Calatrava y los iconos rotos
El arquitecto está lejos de hacer la más mínima autocrítica, aunque solo consista en preguntarse por qué se ha portado tan mal con su ciudad natal
Propongo que la dejen así. Desprovista de su alicatado de trencadís, la cubierta del Palau de les Arts, con su oscuro y herrumbroso caparazón de metal, confiere al edificio un aire de sinceridad estructural del que carecía. Su aspecto taciturno puede servir, además, para hallar un nuevo motivo de inspiración urbana que, alejado del blanco improbable a lo "guerra de las galaxias", señale el momento en que se hizo visible la impostura de una época.
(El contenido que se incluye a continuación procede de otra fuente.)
//! Upstream link supervision.
//!
//! The supervisor owns the single upstream WebSocket connection. It connects,
//! runs the heartbeat next to the read loop, classifies failures, backs off,
//! and restarts against a new address whenever a retarget request arrives.
//! A link that stays silent past the idle timeout, or whose heartbeat can no
//! longer be sent, is treated as dead and replaced.
//!
//! # States
//!
//! ```text
//! Disconnected ──> Connecting ──> Connected ──> (Draining) ──> Disconnected
//!      ^                                                            │
//!      └────────────────────── backoff / retarget ──────────────────┘
//! ```

use std::io::ErrorKind;
use std::sync::Arc;
use std::time::Duration;

use futures_util::StreamExt;
use futures_util::stream::{SplitSink, SplitStream};
use serde::Serialize;
use tokio::net::TcpStream;
use tokio::sync::watch;
use tokio::time::Instant;
use tokio_tungstenite::tungstenite::error::ProtocolError;
use tokio_tungstenite::tungstenite::protocol::frame::coding::CloseCode;
use tokio_tungstenite::tungstenite::protocol::{CloseFrame, WebSocketConfig};
use tokio_tungstenite::tungstenite::{Error as WsError, Message};
use tokio_tungstenite::{MaybeTlsStream, WebSocketStream, connect_async_with_config};
use tracing::{debug, info, warn};

use pulsebridge_common::UpstreamTarget;

use crate::backoff::Backoff;
use crate::config::LinkSettings;
use crate::heartbeat::Heartbeat;
use crate::observer::{SharedObserver, StatusUpdate};
use crate::retarget::RetargetChannel;
use crate::router::MessageRouter;

type WsStream = WebSocketStream<MaybeTlsStream<TcpStream>>;
type WsSink = SplitSink<WsStream, Message>;

/// Lifecycle state of the upstream link.
#[derive(Debug, Clone, Copy, PartialEq, Eq, Hash, Serialize)]
#[serde(rename_all = "snake_case")]
pub enum LinkState {
    Disconnected,
    Connecting,
    Connected,
    /// Tearing down a live connection before a retarget or stop.
    Draining,
}

impl std::fmt::Display for LinkState {
    fn fmt(&self, f: &mut std::fmt::Formatter<'_>) -> std::fmt::Result {
        let name = match self {
            Self::Disconnected => "disconnected",
            Self::Connecting => "connecting",
            Self::Connected => "connected",
            Self::Draining => "draining",
        };
        f.write_str(name)
    }
}

/// Point-in-time view of the link, published on every transition.
#[derive(Debug, Clone, PartialEq, Eq, Serialize)]
pub struct LinkSnapshot {
    pub state: LinkState,
    /// URL of the current target.
    pub target: String,
    /// Failed attempts since the last successful connection.
    pub consecutive_failures: u32,
}

/// Why an upstream connection failed.
#[derive(Debug, Clone, PartialEq, Eq, thiserror::Error)]
pub enum LinkError {
    #[error("connection refused")]
    Refused,

    #[error("connection reset")]
    Reset,

    #[error("connection closed abnormally")]
    AbnormalClose,

    #[error("handshake rejected (HTTP {status})")]
    Rejected { status: u16 },

    #[error("connection timed out")]
    Timeout,

    #[error("upstream stopped responding")]
    Unresponsive,

    #[error("keepalive failed: {0}")]
    KeepaliveFailed(String),

    #[error("I/O error: {0}")]
    Io(String),

    #[error("protocol error: {0}")]
    Protocol(String),
}

impl From<WsError> for LinkError {
    fn from(err: WsError) -> Self {
        match err {
            WsError::Io(e) => match e.kind() {
                ErrorKind::ConnectionRefused => Self::Refused,
                ErrorKind::ConnectionReset | ErrorKind::ConnectionAborted | ErrorKind::BrokenPipe => {
                    Self::Reset
                }
                ErrorKind::UnexpectedEof => Self::AbnormalClose,
                ErrorKind::TimedOut => Self::Timeout,
                _ => Self::Io(e.to_string()),
            },
            WsError::Http(response) => Self::Rejected {
                status: response.status().as_u16(),
            },
            WsError::ConnectionClosed | WsError::AlreadyClosed => Self::AbnormalClose,
            WsError::Protocol(ProtocolError::ResetWithoutClosingHandshake) => Self::AbnormalClose,
            WsError::Protocol(e) => Self::Protocol(e.to_string()),
            other => Self::Protocol(other.to_string()),
        }
    }
}

/// How a connection ended when neither a retarget nor a stop caused it.
#[derive(Debug, Clone, PartialEq, Eq)]
pub enum LinkEnd {
    /// The source closed the connection with a normal close code.
    Closed { reason: String },
    /// Anything else.
    Failed(LinkError),
}

impl LinkEnd {
    /// Classify a close frame sent by the source.
    pub fn from_close(frame: Option<&CloseFrame<'_>>) -> Self {
        match frame {
            None => Self::Closed {
                reason: String::new(),
            },
            Some(frame) if matches!(frame.code, CloseCode::Normal | CloseCode::Away) => {
                Self::Closed {
                    reason: frame.reason.to_string(),
                }
            }
            Some(frame) => {
                debug!(code = u16::from(frame.code), reason = %frame.reason, "Abnormal close frame");
                Self::Failed(LinkError::AbnormalClose)
            }
        }
    }

    /// Status text for observers.
    pub fn detail(&self) -> String {
        match self {
            Self::Closed { reason } if reason.is_empty() => "closed normally".to_string(),
            Self::Closed { reason } => format!("closed normally: {}", reason),
            Self::Failed(e) => e.to_string(),
        }
    }
}

/// Result of one connection attempt.
enum Cycle {
    Stop,
    Retarget(UpstreamTarget),
    Ended(LinkEnd),
}

/// Result of a reconnect wait.
enum Wait {
    Elapsed,
    Stop,
    Retarget(UpstreamTarget),
}

/// Keeps one upstream connection alive until stopped.
pub struct LinkSupervisor {
    target: UpstreamTarget,
    settings: LinkSettings,
    router: MessageRouter,
    retarget: Arc<RetargetChannel>,
    observer: SharedObserver,
    backoff: Backoff,
    snapshot: watch::Sender<LinkSnapshot>,
}

impl LinkSupervisor {
    /// Create a supervisor for `target`. Nothing happens until [`run`](Self::run).
    pub fn new(
        target: UpstreamTarget,
        settings: LinkSettings,
        router: MessageRouter,
        retarget: Arc<RetargetChannel>,
        observer: SharedObserver,
    ) -> Self {
        let (snapshot, _) = watch::channel(LinkSnapshot {
            state: LinkState::Disconnected,
            target: target.url(),
            consecutive_failures: 0,
        });
        let backoff = Backoff::from_settings(&settings);

        Self {
            target,
            settings,
            router,
            retarget,
            observer,
            backoff,
            snapshot,
        }
    }

    /// Watch link transitions.
    pub fn subscribe(&self) -> watch::Receiver<LinkSnapshot> {
        self.snapshot.subscribe()
    }

    /// Supervise the link until `shutdown` turns true (or its sender is dropped).
    pub async fn run(mut self, mut shutdown: watch::Receiver<bool>) {
        info!(upstream = %self.target, "Link supervisor started");

        loop {
            if is_stopping(&shutdown) {
                break;
            }

            if let Some(next) = self.retarget.try_consume() {
                self.apply_retarget(next);
            }

            match self.connect_once(&mut shutdown).await {
                Cycle::Stop => break,
                Cycle::Retarget(next) => self.apply_retarget(next),
                Cycle::Ended(end) => {
                    let delay = self.backoff.next_delay();
                    let detail = end.detail();
                    match &end {
                        LinkEnd::Closed { .. } => {
                            info!(upstream = %self.target, detail = %detail, "Upstream closed")
                        }
                        LinkEnd::Failed(e) => warn!(
                            upstream = %self.target,
                            error = %e,
                            failures = self.backoff.consecutive_failures(),
                            "Upstream link failed"
                        ),
                    }
                    self.set_state(LinkState::Disconnected, &detail);

                    let line = format!("Reconnecting in {}", format_delay(delay));
                    info!(upstream = %self.target, delay_ms = delay.as_millis() as u64, "{}", line);
                    self.observer.on_log_line(&line);

                    match self.wait(delay, &mut shutdown).await {
                        Wait::Elapsed => {}
                        Wait::Stop => break,
                        Wait::Retarget(next) => self.apply_retarget(next),
                    }
                }
            }
        }

        self.set_state(LinkState::Disconnected, "stopped");
        info!("Link supervisor stopped");
    }

    /// One attempt: connect, then read until the connection ends.
    async fn connect_once(&mut self, shutdown: &mut watch::Receiver<bool>) -> Cycle {
        let url = self.target.url();
        self.set_state(LinkState::Connecting, "connecting");

        let config = WebSocketConfig {
            max_message_size: Some(self.settings.max_message_size),
            max_frame_size: Some(self.settings.max_message_size),
            ..Default::default()
        };
        let connect = tokio::time::timeout(
            self.settings.connect_timeout,
            connect_async_with_config(url.as_str(), Some(config), false),
        );

        let ws = tokio::select! {
            biased;

            _ = stopped(shutdown) => return Cycle::Stop,
            next = self.retarget.recv() => return Cycle::Retarget(next),
            result = connect => match result {
                Ok(Ok((ws, _response))) => ws,
                Ok(Err(e)) => return Cycle::Ended(LinkEnd::Failed(e.into())),
                Err(_) => return Cycle::Ended(LinkEnd::Failed(LinkError::Timeout)),
            },
        };

        self.backoff.reset();
        self.set_state(LinkState::Connected, "connected");

        let (sink, mut stream) = ws.split();
        let mut heartbeat = Heartbeat::spawn(
            sink,
            self.settings.heartbeat_interval,
            self.settings.ping_interval,
        );
        let idle = tokio::time::sleep(self.settings.idle_timeout);
        tokio::pin!(idle);

        let cycle = loop {
            tokio::select! {
                biased;

                _ = stopped(shutdown) => break Cycle::Stop,
                next = self.retarget.recv() => break Cycle::Retarget(next),
                error = heartbeat.failed() => {
                    break Cycle::Ended(LinkEnd::Failed(LinkError::KeepaliveFailed(error)));
                }
                _ = &mut idle => break Cycle::Ended(LinkEnd::Failed(LinkError::Unresponsive)),
                message = stream.next() => {
                    if matches!(message, Some(Ok(_))) {
                        idle.as_mut().reset(Instant::now() + self.settings.idle_timeout);
                    }
                    match message {
                        Some(Ok(Message::Text(text))) => {
                            self.router.handle_text(&text);
                        }
                        Some(Ok(Message::Binary(data))) => {
                            self.router.handle_binary(&data);
                        }
                        Some(Ok(Message::Close(frame))) => {
                            break Cycle::Ended(LinkEnd::from_close(frame.as_ref()));
                        }
                        Some(Ok(_)) => {}
                        Some(Err(e)) => break Cycle::Ended(LinkEnd::Failed(e.into())),
                        None => break Cycle::Ended(LinkEnd::Failed(LinkError::AbnormalClose)),
                    }
                }
            }
        };

        match cycle {
            Cycle::Stop => self.drain(heartbeat, stream, "stopping").await,
            Cycle::Retarget(_) => self.drain(heartbeat, stream, "retargeting").await,
            Cycle::Ended(_) => {
                // The connection is already gone; the sink is simply dropped.
                let _ = heartbeat.stop().await;
            }
        }
        cycle
    }

    /// Close a live connection on our side: stop the heartbeat, then run the
    /// close handshake (bounded by the close timeout).
    async fn drain(&self, heartbeat: Heartbeat<WsSink>, stream: SplitStream<WsStream>, reason: &str) {
        self.set_state(LinkState::Draining, reason);

        if let Some(sink) = heartbeat.stop().await {
            match sink.reunite(stream) {
                Ok(mut ws) => {
                    let frame = CloseFrame {
                        code: CloseCode::Normal,
                        reason: reason.into(),
                    };
                    let handshake = async {
                        ws.close(Some(frame)).await?;
                        while let Some(message) = ws.next().await {
                            message?;
                        }
                        Ok::<(), WsError>(())
                    };
                    match tokio::time::timeout(self.settings.close_timeout, handshake).await {
                        Ok(Ok(())) => debug!("Upstream close handshake completed"),
                        Ok(Err(e)) => debug!(error = %e, "Upstream close handshake failed"),
                        Err(_) => debug!("Upstream close handshake timed out"),
                    }
                }
                Err(e) => warn!(error = %e, "Failed to reassemble upstream connection"),
            }
        }

        self.set_state(LinkState::Disconnected, reason);
    }

    /// Sleep before the next attempt, unless a retarget or stop comes first.
    async fn wait(&self, delay: Duration, shutdown: &mut watch::Receiver<bool>) -> Wait {
        tokio::select! {
            biased;

            _ = stopped(shutdown) => Wait::Stop,
            next = self.retarget.recv() => Wait::Retarget(next),
            _ = tokio::time::sleep(delay) => Wait::Elapsed,
        }
    }

    fn apply_retarget(&mut self, next: UpstreamTarget) {
        let previous = std::mem::replace(&mut self.target, next);
        self.backoff.reset();

        info!(from = %previous, upstream = %self.target, "Retargeting upstream");
        self.observer.on_log_line(&format!(
            "Retargeting upstream from {} to {}",
            previous, self.target
        ));
    }

    fn set_state(&self, state: LinkState, detail: &str) {
        let update = StatusUpdate {
            state,
            target: self.target.url(),
            detail: detail.to_string(),
        };

        self.snapshot.send_replace(LinkSnapshot {
            state,
            target: update.target.clone(),
            consecutive_failures: self.backoff.consecutive_failures(),
        });

        info!(state = %state, upstream = %update.target, detail = %detail, "Link status changed");
        self.observer.on_status_changed(&update);
    }
}

fn is_stopping(shutdown: &watch::Receiver<bool>) -> bool {
    *shutdown.borrow() || shutdown.has_changed().is_err()
}

/// Resolves once shutdown is requested or its sender is gone.
async fn stopped(shutdown: &mut watch::Receiver<bool>) {
    loop {
        if *shutdown.borrow_and_update() {
            return;
        }
        if shutdown.changed().await.is_err() {
            return;
        }
    }
}

fn format_delay(delay: Duration) -> String {
    if delay < Duration::from_secs(1) {
        format!("{}ms", delay.as_millis())
    } else if delay.subsec_millis() == 0 {
        format!("{}s", delay.as_secs())
    } else {
        format!("{:.1}s", delay.as_secs_f64())
    }
}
Un símbolo, al fin, de una sociedad posindustrial que ha dejado varados los huesos del festín, los restos oxidados de una orgía de derroche político y desmesura social.
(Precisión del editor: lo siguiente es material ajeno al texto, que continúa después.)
use thiserror::Error;

/// Common error type for PulseBridge components.
#[derive(Debug, Error)]
pub enum Error {
    #[error("Configuration error: {0}")]
    Config(String),

    #[error("JSON serialization error: {0}")]
    Json(#[from] serde_json::Error),

    #[error("Invalid upstream target: {0}")]
    InvalidTarget(String),
}

/// Result type alias using PulseBridge's Error.
pub type Result<T> = std::result::Result<T, Error>;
Ese muestrario de cacharrería arquitectónica que es la Ciudad de las Artes y las Ciencias, desde el modesto y legible Hemisfèric inicial hasta la absurda y gratuita Ágora final, permite recorrer el trayecto que, de la mano de su inventiva juguetona, "oscura y kitsch", llevó a Santiago Calatrava, como ya destacó en 2007 Deyan Sudjic en su libro La arquitectura del poder, a "renunciar a diseñar edificios para concentrarse en la producción de iconos". Dijo el crítico entonces que "su teatro de la ópera de Valencia parece el esqueleto blanqueado de una criatura marina prehistórica inflado a gran escala". Y añadió: "Calatrava puede considerarse el mayor beneficiario o la principal víctima de la repentina manía por la construcción de iconos. Empezó su carrera proyectando estructuras hermosamente diseñadas con una gran economía de medios. Pero sus clientes, cada vez más ambiciosos, lo condenaron a repetirse".
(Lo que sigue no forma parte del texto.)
//! Downstream subscriber hub.
//!
//! The hub is transport-agnostic: each subscriber is represented by the
//! sending half of a bounded queue, and whatever owns the actual connection
//! (see [`crate::http`]) drains that queue onto the wire. A subscriber whose
//! queue is closed or full is considered failed and removed. When the close
//! instruction cannot be queued, it is delivered through the eviction signal
//! handed out by [`SubscriberHub::connect`].

use std::collections::HashMap;
use std::sync::Arc;
use std::sync::atomic::{AtomicU64, Ordering};

use parking_lot::RwLock;
use tokio::sync::mpsc::error::TrySendError;
use tokio::sync::{mpsc, oneshot};
use tracing::{debug, info, trace, warn};

use pulsebridge_common::{ClientMessage, ServerMessage};

use crate::cache::SharedCache;
use crate::observer::SharedObserver;

/// Shared handle to the hub.
pub type SharedHub = Arc<SubscriberHub>;

/// Message shown to viewers that present a wrong access code.
pub const AUTH_REJECTED_MESSAGE: &str = "invalid access code";

/// Identifier of a connected subscriber.
#[derive(Debug, Clone, Copy, PartialEq, Eq, Hash, PartialOrd, Ord)]
pub struct SubscriberId(u64);

impl std::fmt::Display for SubscriberId {
    fn fmt(&self, f: &mut std::fmt::Formatter<'_>) -> std::fmt::Result {
        write!(f, "#{}", self.0)
    }
}

/// Instruction for a subscriber's connection writer.
#[derive(Debug, Clone, PartialEq, Eq)]
pub enum Outbound {
    /// Send a text frame.
    Text(String),
    /// Close the connection with the given reason.
    Close { reason: String },
}

/// A newly registered subscriber.
#[derive(Debug)]
pub struct Registration {
    pub id: SubscriberId,
    /// Resolves with a close reason if the hub drops the subscriber while its
    /// queue is full. Resolves with an error when the subscriber is removed
    /// any other way; the close instruction is then in the queue.
    pub evicted: oneshot::Receiver<String>,
}

/// What the connection should do after a subscriber message was handled.
#[derive(Debug, Clone, Copy, PartialEq, Eq)]
pub enum MessageOutcome {
    /// Keep reading.
    Continue,
    /// The hub dropped this subscriber; stop reading.
    Close,
}

/// Result of one broadcast pass.
#[derive(Debug, Default, Clone, Copy, PartialEq, Eq)]
pub struct BroadcastReport {
    /// Subscribers the event was queued for.
    pub delivered: usize,
    /// Subscribers removed because delivery failed.
    pub dropped: usize,
}

#[derive(Debug)]
struct Subscriber {
    authenticated: bool,
    tx: mpsc::Sender<Outbound>,
    evict: oneshot::Sender<String>,
}

impl Subscriber {
    /// Tell the connection to close, bypassing the queue if it is full.
    fn close(self, reason: &str) {
        let close = Outbound::Close {
            reason: reason.to_string(),
        };
        if let Err(TrySendError::Full(_)) = self.tx.try_send(close) {
            let _ = self.evict.send(reason.to_string());
        }
    }
}

/// Authenticates downstream subscribers and fans out readings to them.
pub struct SubscriberHub {
    access_code: String,
    cache: SharedCache,
    observer: SharedObserver,
    subscribers: RwLock<HashMap<SubscriberId, Subscriber>>,
    next_id: AtomicU64,
}

impl SubscriberHub {
    /// Create a hub guarding broadcasts with `access_code`.
    pub fn new(access_code: impl Into<String>, cache: SharedCache, observer: SharedObserver) -> Self {
        Self {
            access_code: access_code.into(),
            cache,
            observer,
            subscribers: RwLock::new(HashMap::new()),
            next_id: AtomicU64::new(1),
        }
    }

    /// Register a new, unauthenticated subscriber.
    pub fn connect(&self, tx: mpsc::Sender<Outbound>) -> Registration {
        let id = SubscriberId(self.next_id.fetch_add(1, Ordering::Relaxed));
        let (evict, evicted) = oneshot::channel();
        let count = {
            let mut subscribers = self.subscribers.write();
            subscribers.insert(
                id,
                Subscriber {
                    authenticated: false,
                    tx,
                    evict,
                },
            );
            subscribers.len()
        };

        info!(subscriber = %id, connected = count, "Viewer connected");
        self.observer
            .on_log_line(&format!("Viewer {} connected ({} connected)", id, count));
        Registration { id, evicted }
    }

    /// Handle a text frame sent by a subscriber.
    pub fn on_message(&self, id: SubscriberId, raw: &str) -> MessageOutcome {
        let Some(ClientMessage::Auth { code }) = ClientMessage::decode(raw) else {
            trace!(subscriber = %id, "Ignoring viewer frame");
            return MessageOutcome::Continue;
        };

        let mut subscribers = self.subscribers.write();
        let Some(subscriber) = subscribers.get_mut(&id) else {
            return MessageOutcome::Close;
        };

        if subscriber.authenticated {
            trace!(subscriber = %id, "Ignoring repeated auth");
            return MessageOutcome::Continue;
        }

        if code != self.access_code {
            let _ = queue(&subscriber.tx, &ServerMessage::auth_rejected(AUTH_REJECTED_MESSAGE));
            if let Some(subscriber) = subscribers.remove(&id) {
                subscriber.close("authentication failed");
            }
            drop(subscribers);

            warn!(subscriber = %id, "Viewer failed authentication");
            self.observer
                .on_log_line(&format!("Viewer {} rejected: {}", id, AUTH_REJECTED_MESSAGE));
            return MessageOutcome::Close;
        }

        // Flip the flag and push the cached reading under the same write lock so a
        // concurrent broadcast cannot slip an older reading in after a newer one.
        subscriber.authenticated = true;
        let mut delivered = queue(&subscriber.tx, &ServerMessage::auth_accepted());
        if let Some(sample) = self.cache.load() {
            delivered = delivered && queue(&subscriber.tx, &ServerMessage::reading(&sample));
        }

        if !delivered {
            if let Some(subscriber) = subscribers.remove(&id) {
                subscriber.close("send queue full");
            }
            warn!(subscriber = %id, "Viewer went away during authentication");
            return MessageOutcome::Close;
        }
        drop(subscribers);

        info!(subscriber = %id, "Viewer authenticated");
        self.observer
            .on_log_line(&format!("Viewer {} authenticated", id));
        MessageOutcome::Continue
    }

    /// Send `message` to every authenticated subscriber.
    ///
    /// Subscribers whose delivery fails are removed; the others are unaffected.
    pub fn broadcast(&self, message: &ServerMessage) -> BroadcastReport {
        let payload = match message.to_json() {
            Ok(payload) => payload,
            Err(e) => {
                warn!(error = %e, "Failed to encode broadcast");
                return BroadcastReport::default();
            }
        };

        let targets: Vec<(SubscriberId, mpsc::Sender<Outbound>)> = self
            .subscribers
            .read()
            .iter()
            .filter(|(_, subscriber)| subscriber.authenticated)
            .map(|(id, subscriber)| (*id, subscriber.tx.clone()))
            .collect();

        let mut report = BroadcastReport::default();
        let mut failed = Vec::new();

        for (id, tx) in targets {
            match tx.try_send(Outbound::Text(payload.clone())) {
                Ok(()) => report.delivered += 1,
                Err(TrySendError::Full(_)) => failed.push((id, "send queue full")),
                Err(TrySendError::Closed(_)) => failed.push((id, "connection closed")),
            }
        }

        if !failed.is_empty() {
            let mut subscribers = self.subscribers.write();
            for (id, reason) in &failed {
                if let Some(subscriber) = subscribers.remove(id) {
                    subscriber.close(reason);
                    report.dropped += 1;
                    warn!(subscriber = %id, reason = %reason, "Dropping viewer");
                }
            }
        }

        debug!(
            delivered = report.delivered,
            dropped = report.dropped,
            "Broadcast reading"
        );
        report
    }

    /// Remove a subscriber. Returns whether it was still registered.
    pub fn disconnect(&self, id: SubscriberId) -> bool {
        let (removed, count) = {
            let mut subscribers = self.subscribers.write();
            let removed = subscribers.remove(&id).is_some();
            (removed, subscribers.len())
        };

        if removed {
            info!(subscriber = %id, connected = count, "Viewer disconnected");
            self.observer
                .on_log_line(&format!("Viewer {} disconnected ({} connected)", id, count));
        }
        removed
    }

    /// Ask every subscriber connection to close and forget them all.
    pub fn close_all(&self) -> usize {
        let drained: Vec<Subscriber> = self
            .subscribers
            .write()
            .drain()
            .map(|(_, subscriber)| subscriber)
            .collect();

        let count = drained.len();
        for subscriber in drained {
            subscriber.close("server shutting down");
        }
        count
    }

    /// Number of connected subscribers.
    pub fn subscriber_count(&self) -> usize {
        self.subscribers.read().len()
    }

    /// Number of authenticated subscribers.
    pub fn authenticated_count(&self) -> usize {
        self.subscribers
            .read()
            .values()
            .filter(|subscriber| subscriber.authenticated)
            .count()
    }

    /// Whether a subscriber is registered and authenticated.
    pub fn is_authenticated(&self, id: SubscriberId) -> bool {
        self.subscribers
            .read()
            .get(&id)
            .is_some_and(|subscriber| subscriber.authenticated)
    }
}

fn queue(tx: &mpsc::Sender<Outbound>, message: &ServerMessage) -> bool {
    match message.to_json() {
        Ok(payload) => tx.try_send(Outbound::Text(payload)).is_ok(),
        Err(e) => {
            warn!(error = %e, "Failed to encode viewer message");
            false
        }
    }
}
Fue una víctima, sí, y también un beneficiario extraordinariamente bien pagado, pero víctima al fin. "Al examinar de cerca sus dibujos de lo que a primera vista podría parecer una propuesta para inflar una langosta a tamaño rascacielos y construirla con hormigón reforzado, se verá una etiqueta muy útil y descriptiva: por ejemplo, ´teatro de la ópera", escribió Deyan Sudjic, cuya reflexión se mueve entre el sarcasmo y la conmiseración. "Calatrava es un fuera de serie y todo el mundo sabe que es ingeniero además de arquitecto, una combinación que le ha permitido hacer ver que su obra esconde una lógica interna, lo que le da la excusa para lo que, de lo contrario, podría quedar como un exhibicionismo descarado". El arquitecto valenciano, pues, debería enfocar su frustración hacia quienes le indujeron a convertirse en "un Gaudí prefabricado sacado a metros de un tubo de pasta de dientes" y no hacia quienes exhiben las vergüenzas públicas de una trayectoria de descrédito y exageración, en la que el propio autor se ha caricaturizado a sí mismo, ebrio de éxito y ahíto de remuneración.
La denuncia presentada en un juzgado de Valencia por supuesto atentado a su honor contra la página web que Esquerra Unida ha dedicado a criticar los costes, los sobrecostes, las irregularidades y los errores de sus proyectos valencianos revela que Calatrava está lejos de hacer la más mínima autocrítica, aunque solo consista en preguntarse por qué se ha portado tan mal con su ciudad natal. Cerca de cien millones de euros ha cobrado en honorarios por acumular en el viejo cauce del Turia ese montón de trastos en que se ha convertido el empeño de reunir una colección de iconos fallidos, en los que se nota a faltar cada vez más aquella cualidad exigible al buen profesional: que lo que se dibuja se convierta en arquitectura, no solo en un artefacto descomunal. Claro que sus "clientes" tienen más responsabilidad. Hablo del expresidente Francisco Camps y sus cómplices necesarios en la operación. Como Nursultan Nazarbayev, presidente de Kazajistán, Camps ha destinado casi 500 millones a un teatro de la ópera que le hiciera pasar a la historia. Y en la historia está.